Content starts

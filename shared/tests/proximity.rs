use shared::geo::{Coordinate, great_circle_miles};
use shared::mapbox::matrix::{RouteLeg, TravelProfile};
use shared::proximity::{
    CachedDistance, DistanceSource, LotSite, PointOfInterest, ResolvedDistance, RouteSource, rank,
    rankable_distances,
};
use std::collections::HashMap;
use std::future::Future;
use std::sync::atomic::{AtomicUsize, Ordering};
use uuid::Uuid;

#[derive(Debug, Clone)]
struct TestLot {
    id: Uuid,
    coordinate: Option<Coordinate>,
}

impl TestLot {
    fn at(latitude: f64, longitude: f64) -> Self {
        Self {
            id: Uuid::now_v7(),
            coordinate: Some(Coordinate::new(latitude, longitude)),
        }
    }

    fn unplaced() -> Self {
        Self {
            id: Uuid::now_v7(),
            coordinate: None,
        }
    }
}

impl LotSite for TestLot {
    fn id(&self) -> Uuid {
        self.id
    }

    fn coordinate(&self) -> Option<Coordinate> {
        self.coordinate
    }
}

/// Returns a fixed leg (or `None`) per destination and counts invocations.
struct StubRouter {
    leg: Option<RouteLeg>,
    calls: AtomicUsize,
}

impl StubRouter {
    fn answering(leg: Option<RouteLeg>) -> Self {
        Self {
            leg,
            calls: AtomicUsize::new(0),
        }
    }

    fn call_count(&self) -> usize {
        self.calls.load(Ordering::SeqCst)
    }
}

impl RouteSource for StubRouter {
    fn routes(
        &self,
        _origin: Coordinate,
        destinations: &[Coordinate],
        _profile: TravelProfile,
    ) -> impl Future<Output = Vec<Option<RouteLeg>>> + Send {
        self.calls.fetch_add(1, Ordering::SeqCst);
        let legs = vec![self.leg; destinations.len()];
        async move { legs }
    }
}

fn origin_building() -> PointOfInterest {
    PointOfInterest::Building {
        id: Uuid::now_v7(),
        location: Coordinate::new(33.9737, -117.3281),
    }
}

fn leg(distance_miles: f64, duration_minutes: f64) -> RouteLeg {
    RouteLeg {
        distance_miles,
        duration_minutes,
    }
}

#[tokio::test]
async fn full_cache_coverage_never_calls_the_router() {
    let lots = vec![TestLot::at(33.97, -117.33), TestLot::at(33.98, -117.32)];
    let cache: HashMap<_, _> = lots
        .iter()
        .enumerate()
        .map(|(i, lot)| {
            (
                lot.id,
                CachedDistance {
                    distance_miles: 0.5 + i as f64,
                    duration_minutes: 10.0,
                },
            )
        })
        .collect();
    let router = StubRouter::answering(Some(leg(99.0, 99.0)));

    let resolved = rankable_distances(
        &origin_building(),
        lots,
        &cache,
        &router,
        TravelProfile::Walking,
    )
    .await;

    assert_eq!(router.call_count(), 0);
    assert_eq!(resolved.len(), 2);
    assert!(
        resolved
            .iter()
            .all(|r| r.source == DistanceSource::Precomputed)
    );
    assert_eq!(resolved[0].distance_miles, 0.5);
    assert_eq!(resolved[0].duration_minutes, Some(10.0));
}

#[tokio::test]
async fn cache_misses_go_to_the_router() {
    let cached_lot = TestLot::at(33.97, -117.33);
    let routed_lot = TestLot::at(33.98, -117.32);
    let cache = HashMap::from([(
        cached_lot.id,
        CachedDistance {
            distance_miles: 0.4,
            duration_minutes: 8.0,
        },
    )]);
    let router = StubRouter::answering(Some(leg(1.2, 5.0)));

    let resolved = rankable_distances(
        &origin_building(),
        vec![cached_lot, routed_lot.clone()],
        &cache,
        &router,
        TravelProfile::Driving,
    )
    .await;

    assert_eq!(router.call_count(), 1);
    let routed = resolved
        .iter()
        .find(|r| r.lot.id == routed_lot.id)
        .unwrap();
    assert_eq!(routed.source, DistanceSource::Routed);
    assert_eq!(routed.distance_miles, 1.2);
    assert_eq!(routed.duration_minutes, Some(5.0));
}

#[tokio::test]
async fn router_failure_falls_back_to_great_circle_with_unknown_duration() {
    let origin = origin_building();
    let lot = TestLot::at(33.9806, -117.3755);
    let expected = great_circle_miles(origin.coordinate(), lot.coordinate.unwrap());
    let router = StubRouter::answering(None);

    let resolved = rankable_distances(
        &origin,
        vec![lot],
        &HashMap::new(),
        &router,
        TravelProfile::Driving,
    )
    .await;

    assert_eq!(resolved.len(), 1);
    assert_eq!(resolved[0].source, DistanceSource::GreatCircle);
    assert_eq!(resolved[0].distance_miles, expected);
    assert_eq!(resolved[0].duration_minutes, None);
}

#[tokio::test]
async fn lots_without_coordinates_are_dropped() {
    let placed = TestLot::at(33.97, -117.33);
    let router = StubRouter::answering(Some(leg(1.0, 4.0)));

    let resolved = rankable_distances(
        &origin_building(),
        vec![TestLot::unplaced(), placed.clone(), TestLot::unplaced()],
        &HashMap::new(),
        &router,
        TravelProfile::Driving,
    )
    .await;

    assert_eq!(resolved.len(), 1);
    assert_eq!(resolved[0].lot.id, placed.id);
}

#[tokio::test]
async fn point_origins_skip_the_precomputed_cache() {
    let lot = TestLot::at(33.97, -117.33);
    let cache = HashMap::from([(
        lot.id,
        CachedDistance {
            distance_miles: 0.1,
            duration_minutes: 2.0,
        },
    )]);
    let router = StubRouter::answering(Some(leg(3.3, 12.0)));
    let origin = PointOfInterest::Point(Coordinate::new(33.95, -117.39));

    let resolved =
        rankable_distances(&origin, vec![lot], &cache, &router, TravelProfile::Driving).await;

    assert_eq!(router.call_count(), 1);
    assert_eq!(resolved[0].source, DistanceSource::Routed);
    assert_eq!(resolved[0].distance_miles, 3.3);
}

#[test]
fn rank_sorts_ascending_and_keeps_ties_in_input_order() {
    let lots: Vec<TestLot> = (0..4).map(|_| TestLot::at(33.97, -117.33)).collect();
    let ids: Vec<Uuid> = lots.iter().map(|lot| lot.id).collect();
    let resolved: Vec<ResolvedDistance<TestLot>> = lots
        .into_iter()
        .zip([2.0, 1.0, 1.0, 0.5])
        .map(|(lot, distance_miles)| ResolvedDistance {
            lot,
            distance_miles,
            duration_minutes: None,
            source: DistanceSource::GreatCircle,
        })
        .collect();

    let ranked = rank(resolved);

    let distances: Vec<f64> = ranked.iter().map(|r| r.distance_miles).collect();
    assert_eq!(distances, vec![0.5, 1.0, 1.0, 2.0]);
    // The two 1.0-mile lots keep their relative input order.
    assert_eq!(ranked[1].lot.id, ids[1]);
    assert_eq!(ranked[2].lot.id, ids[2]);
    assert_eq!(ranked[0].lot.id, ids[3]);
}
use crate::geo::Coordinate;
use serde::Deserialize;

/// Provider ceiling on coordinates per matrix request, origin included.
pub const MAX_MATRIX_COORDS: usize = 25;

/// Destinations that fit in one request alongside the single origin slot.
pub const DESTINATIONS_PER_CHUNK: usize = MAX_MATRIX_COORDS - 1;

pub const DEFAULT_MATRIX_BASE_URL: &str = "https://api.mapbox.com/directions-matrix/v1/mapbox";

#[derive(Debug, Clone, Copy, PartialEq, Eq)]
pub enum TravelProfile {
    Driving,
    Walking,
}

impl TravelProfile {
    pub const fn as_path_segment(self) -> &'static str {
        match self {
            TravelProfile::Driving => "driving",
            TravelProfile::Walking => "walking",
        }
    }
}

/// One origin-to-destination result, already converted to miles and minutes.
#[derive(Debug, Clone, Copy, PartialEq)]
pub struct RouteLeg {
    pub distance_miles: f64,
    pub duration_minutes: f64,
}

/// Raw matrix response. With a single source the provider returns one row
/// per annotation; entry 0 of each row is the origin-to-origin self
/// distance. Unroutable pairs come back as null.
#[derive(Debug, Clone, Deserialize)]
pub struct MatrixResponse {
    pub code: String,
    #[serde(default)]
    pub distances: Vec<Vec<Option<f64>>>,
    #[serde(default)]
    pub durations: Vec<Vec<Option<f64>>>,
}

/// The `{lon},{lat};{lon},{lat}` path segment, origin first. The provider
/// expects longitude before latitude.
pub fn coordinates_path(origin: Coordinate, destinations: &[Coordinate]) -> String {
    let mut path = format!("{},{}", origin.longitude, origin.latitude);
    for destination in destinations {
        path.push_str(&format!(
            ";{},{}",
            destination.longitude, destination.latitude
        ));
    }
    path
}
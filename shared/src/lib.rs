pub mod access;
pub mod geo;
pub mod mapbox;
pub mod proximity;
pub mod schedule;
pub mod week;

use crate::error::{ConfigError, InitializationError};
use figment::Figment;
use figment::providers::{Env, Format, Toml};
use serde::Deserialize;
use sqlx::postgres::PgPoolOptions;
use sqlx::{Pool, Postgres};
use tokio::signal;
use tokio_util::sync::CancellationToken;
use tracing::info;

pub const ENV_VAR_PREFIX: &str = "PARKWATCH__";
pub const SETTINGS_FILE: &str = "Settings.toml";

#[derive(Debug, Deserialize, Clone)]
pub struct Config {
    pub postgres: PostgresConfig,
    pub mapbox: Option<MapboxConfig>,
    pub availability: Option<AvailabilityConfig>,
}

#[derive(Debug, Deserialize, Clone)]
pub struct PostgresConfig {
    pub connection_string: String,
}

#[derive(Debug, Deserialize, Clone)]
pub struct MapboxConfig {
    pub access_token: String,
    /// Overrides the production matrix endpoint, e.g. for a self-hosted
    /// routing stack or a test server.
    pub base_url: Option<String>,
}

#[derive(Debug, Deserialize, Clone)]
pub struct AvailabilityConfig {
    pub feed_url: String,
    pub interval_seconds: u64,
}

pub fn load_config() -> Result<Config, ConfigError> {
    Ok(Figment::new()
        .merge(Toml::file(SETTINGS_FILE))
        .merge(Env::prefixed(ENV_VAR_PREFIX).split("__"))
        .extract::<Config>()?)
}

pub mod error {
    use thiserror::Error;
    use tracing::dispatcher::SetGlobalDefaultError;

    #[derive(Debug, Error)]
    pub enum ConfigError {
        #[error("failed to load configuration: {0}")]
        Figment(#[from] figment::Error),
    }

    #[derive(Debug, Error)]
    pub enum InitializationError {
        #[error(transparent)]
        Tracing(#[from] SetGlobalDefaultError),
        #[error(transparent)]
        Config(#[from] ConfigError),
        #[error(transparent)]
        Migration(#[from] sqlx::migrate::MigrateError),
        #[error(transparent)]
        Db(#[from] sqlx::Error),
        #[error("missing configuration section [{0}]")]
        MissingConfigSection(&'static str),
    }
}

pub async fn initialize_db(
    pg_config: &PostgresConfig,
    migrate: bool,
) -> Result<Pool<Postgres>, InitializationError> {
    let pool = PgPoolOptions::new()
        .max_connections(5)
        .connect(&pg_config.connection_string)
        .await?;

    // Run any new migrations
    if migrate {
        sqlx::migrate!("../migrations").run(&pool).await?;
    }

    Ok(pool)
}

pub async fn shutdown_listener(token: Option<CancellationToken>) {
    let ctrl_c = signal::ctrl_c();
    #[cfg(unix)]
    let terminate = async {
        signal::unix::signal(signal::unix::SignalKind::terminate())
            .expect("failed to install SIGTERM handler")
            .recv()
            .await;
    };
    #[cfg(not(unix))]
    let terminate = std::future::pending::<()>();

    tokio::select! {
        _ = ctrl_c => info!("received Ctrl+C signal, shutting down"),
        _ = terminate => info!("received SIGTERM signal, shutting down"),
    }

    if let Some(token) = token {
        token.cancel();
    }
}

Content ends

» **Problem to solve**
What lines in the entries above hold "migrations"? Copy every one.

» **Task answer**
    // Run any new migrations
        sqlx::migrate!("../migrations").run(&pool).await?;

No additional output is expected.